FCX Unary Constraint Training (Adult)
- humancompatible.explain.fcx.FCX_unary_generation_adult.compute_loss(model, model_out, x, target_label, normalise_weights, validity_reg, margin, adj_matrix, pred_model)[source]
Compute the combined ELBO, validity hinge-loss, sparsity penalty, and causal regularization for a batch of counterfactual examples.
- This loss aggregates:
KL divergence between the encoder’s distribution and prior.
Reconstruction error (L1 proximity on mutable features).
Validity hinge-loss to enforce classifier flip.
Sparsity penalty to encourage minimal changes.
Causal regularization via a provided adjacency matrix.
- Parameters:
model (FCX_VAE) – The counterfactual VAE model instance.
model_out (dict) –
- Outputs from model.forward, containing:
’em’ (Tensor): encoder means, shape (batch, latent_dim)
’ev’ (Tensor): encoder variances, shape (batch, latent_dim)
’z’ (list[Tensor]): latent samples for each MC draw
’x_pred’ (list[Tensor]): reconstructions per MC sample
’mc_samples’ (int): number of Monte Carlo draws
x (Tensor) – Original input features, shape (batch, d).
target_label (Tensor) – True class labels (0 or 1), shape (batch,).
normalise_weights (dict[int, tuple(float, float)]) – Mapping feature index → (min, max) for proximity weighting.
validity_reg (float) – Weight of the validity hinge‐loss term.
margin (float) – Hinge loss margin hyperparameter.

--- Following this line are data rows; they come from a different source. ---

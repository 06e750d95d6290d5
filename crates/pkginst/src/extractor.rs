//! Materializes an archive at its installation target.
//!
//! Archives are rooted in a directory whose name rarely matches the package
//! (`widget-main/`, `widget-1.2.0/`). The tree is extracted into a staging
//! directory next to the target, then its root is renamed into place, so the
//! package directory either appears complete or not at all.

use std::path::{Path, PathBuf};

use crate::archive::ArchiveReader;
use crate::error::{InstallError, Result};
use crate::planner::InstallationTarget;

const STAGING_PREFIX: &str = ".pkginst-";

/// What an extraction produced.
#[derive(Debug, Clone, PartialEq, Eq)]
pub struct ExtractionReport {
    pub package_dir: PathBuf,
    /// Root directory name found in the archive
    pub archive_root: String,
    /// The vendor directory did not exist before
    pub created_vendor_dir: bool,
    /// Number of files written
    pub entries: usize,
}

pub struct Extractor;

impl Extractor {
    /// Extract `archive` so that its root directory becomes `target.package_dir`.
    pub fn extract(archive: &mut ArchiveReader, target: &InstallationTarget) -> Result<ExtractionReport> {
        let archive_root = archive.top_level_directory_name()?;
        if !archive.is_single_rooted() {
            return Err(InstallError::extraction(format!(
                "archive has entries outside its top-level directory '{}'",
                archive_root
            )));
        }

        let created_vendor_dir = ensure_dir(&target.vendor_dir)?;

        let staging = tempfile::Builder::new()
            .prefix(STAGING_PREFIX)
            .tempdir_in(&target.vendor_dir)
            .map_err(|e| InstallError::extraction_io(
                format!("creating staging directory in {}", target.vendor_dir.display()),
                e,
            ));
        let staging = match staging {
            Ok(dir) => dir,
            Err(e) => {
                remove_if_created(&target.vendor_dir, created_vendor_dir);
                return Err(e);
            }
        };

        let result = Self::extract_staged(archive, staging.path(), &archive_root, target);

        // Remove leftovers before reporting, whatever the outcome
        if let Err(e) = staging.close() {
            log::warn!("Failed to remove staging directory: {}", e);
        }

        match result {
            Ok(entries) => Ok(ExtractionReport {
                package_dir: target.package_dir.clone(),
                archive_root,
                created_vendor_dir,
                entries,
            }),
            Err(e) => {
                remove_if_created(&target.vendor_dir, created_vendor_dir);
                Err(e)
            }
        }
    }

    fn extract_staged(
        archive: &mut ArchiveReader,
        staging: &Path,
        archive_root: &str,
        target: &InstallationTarget,
    ) -> Result<usize> {
        let entries = archive.extract_all(staging)?;

        let extracted_root = staging.join(archive_root);
        if !extracted_root.is_dir() {
            return Err(InstallError::extraction(format!(
                "archive root '{}' was not extracted as a directory",
                archive_root
            )));
        }

        if target.package_dir.exists() {
            return Err(InstallError::TargetCollision {
                path: PathBuf::from(&target.relative_package_dir),
            });
        }

        std::fs::rename(&extracted_root, &target.package_dir).map_err(|e| {
            InstallError::extraction_io(
                format!("moving {} to {}", archive_root, target.package_dir.display()),
                e,
            )
        })?;

        log::debug!(
            "Moved archive root {} to {}",
            archive_root,
            target.package_dir.display()
        );

        Ok(entries)
    }
}

/// Create `dir` and its parents. Returns whether the directory is new.
fn ensure_dir(dir: &Path) -> Result<bool> {
    if dir.is_dir() {
        return Ok(false);
    }

    std::fs::create_dir_all(dir)
        .map_err(|e| InstallError::extraction_io(format!("creating {}", dir.display()), e))?;
    Ok(true)
}

fn remove_if_created(dir: &Path, created: bool) {
    if created {
        // Only succeeds while empty
        let _ = std::fs::remove_dir(dir);
    }
}

#[cfg(test)]
mod tests {
    use super::*;
    use crate::archive::tests::write_zip;
    use crate::manifest::PackageIdentity;
    use crate::planner::InstallationPlanner;
    use tempfile::TempDir;

    fn setup(temp: &TempDir, entries: &[(&str, &str)]) -> (ArchiveReader, InstallationTarget) {
        let zip_path = temp.path().join("upload.zip");
        write_zip(&zip_path, entries);

        let planner = InstallationPlanner::new(temp.path(), temp.path().join("packages"));
        let target = planner.plan_target(&PackageIdentity::parse("acme/widget").unwrap());
        (ArchiveReader::open(&zip_path).unwrap(), target)
    }

    fn staging_dirs(dir: &Path) -> Vec<String> {
        std::fs::read_dir(dir)
            .map(|entries| {
                entries
                    .filter_map(|e| e.ok())
                    .map(|e| e.file_name().to_string_lossy().to_string())
                    .filter(|name| name.starts_with(STAGING_PREFIX))
                    .collect()
            })
            .unwrap_or_default()
    }

    #[test]
    fn test_extract_renames_root() {
        let temp = TempDir::new().unwrap();
        let (mut archive, target) = setup(
            &temp,
            &[
                ("acme-widget-main/", ""),
                ("acme-widget-main/composer.json", r#"{"name": "acme/widget"}"#),
                ("acme-widget-main/src/Widget.php", "<?php\n"),
            ],
        );

        let report = Extractor::extract(&mut archive, &target).unwrap();

        assert_eq!(report.archive_root, "acme-widget-main");
        assert!(report.created_vendor_dir);
        assert_eq!(report.entries, 2);
        assert!(target.package_dir.join("composer.json").is_file());
        assert!(target.package_dir.join("src/Widget.php").is_file());
        assert!(!target.vendor_dir.join("acme-widget-main").exists());
        assert!(staging_dirs(&target.vendor_dir).is_empty());
    }

    #[test]
    fn test_existing_vendor_dir_is_reused() {
        let temp = TempDir::new().unwrap();
        let (mut archive, target) = setup(&temp, &[("root/composer.json", "{}")]);
        std::fs::create_dir_all(target.vendor_dir.join("other")).unwrap();

        let report = Extractor::extract(&mut archive, &target).unwrap();

        assert!(!report.created_vendor_dir);
        assert!(target.vendor_dir.join("other").is_dir());
        assert!(target.package_dir.join("composer.json").is_file());
    }

    #[test]
    fn test_refuses_to_overwrite() {
        let temp = TempDir::new().unwrap();
        let (mut archive, target) = setup(&temp, &[("root/composer.json", "{}")]);
        std::fs::create_dir_all(&target.package_dir).unwrap();
        std::fs::write(target.package_dir.join("keep.txt"), "mine").unwrap();

        let err = Extractor::extract(&mut archive, &target).unwrap_err();

        assert!(matches!(err, InstallError::TargetCollision { .. }));
        assert_eq!(err.params(), vec![("path", "packages/acme/widget".to_string())]);
        assert_eq!(std::fs::read_to_string(target.package_dir.join("keep.txt")).unwrap(), "mine");
        assert!(staging_dirs(&target.vendor_dir).is_empty());
    }

    #[test]
    fn test_multi_rooted_archive_fails_without_writes() {
        let temp = TempDir::new().unwrap();
        let (mut archive, target) = setup(&temp, &[("a/composer.json", "{}"), ("b/other.txt", "")]);

        let err = Extractor::extract(&mut archive, &target).unwrap_err();

        assert!(matches!(err, InstallError::ExtractionFailure { .. }));
        assert!(!target.vendor_dir.exists());
    }

    #[test]
    fn test_failed_extraction_leaves_no_partial_package() {
        let temp = TempDir::new().unwrap();
        let (mut archive, target) = setup(
            &temp,
            &[("root/", ""), ("root/ok.txt", "fine"), ("root/../../../escape.txt", "boom")],
        );

        let err = Extractor::extract(&mut archive, &target).unwrap_err();

        assert!(matches!(err, InstallError::ExtractionFailure { .. }));
        assert!(!target.package_dir.exists());
        assert!(!target.vendor_dir.exists());
    }
}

adj_matrix (Tensor) – Binary causal adjacency matrix, shape (d, d).
- Returns:
Scalar total loss combining KL, reconstruction, validity, sparsity, and causal regularization.
- Return type:
Tensor
- humancompatible.explain.fcx.FCX_unary_generation_adult.train_constraint_loss(model, train_dataset, optimizer, normalise_weights, validity_reg, constraint_reg, margin, epochs=1000, batch_size=1024, adj_matrix=None, pred_model=None)[source]
Perform one epoch of FCX_VAE training under causal and LOF constraints.
- This routine:
Wraps the raw train_dataset into a DataLoader for batching.
For each batch: - Computes counterfactuals via model(train_x, train_y). - Calculates the combined ELBO + validity + sparsity + causal loss
using compute_loss.
Adds a hinge-loss enforcing age monotonicity as a causal constraint.
Computes a Local Outlier Factor (LOF) penalty on the latent code.
Backpropagates and steps the optimizer.
Accumulates and returns the total loss over all batches.
- Parameters:
model (FCX_VAE) – The VAE-based counterfactual generator.
train_dataset (array-like) – Training data array of shape (N, d+1), with labels in the last column.
optimizer (torch.optim.Optimizer) – Optimizer instance for updating VAE parameters.
normalise_weights (dict[int, tuple(float, float)]) – Feature (min, max) pairs for proximity scaling.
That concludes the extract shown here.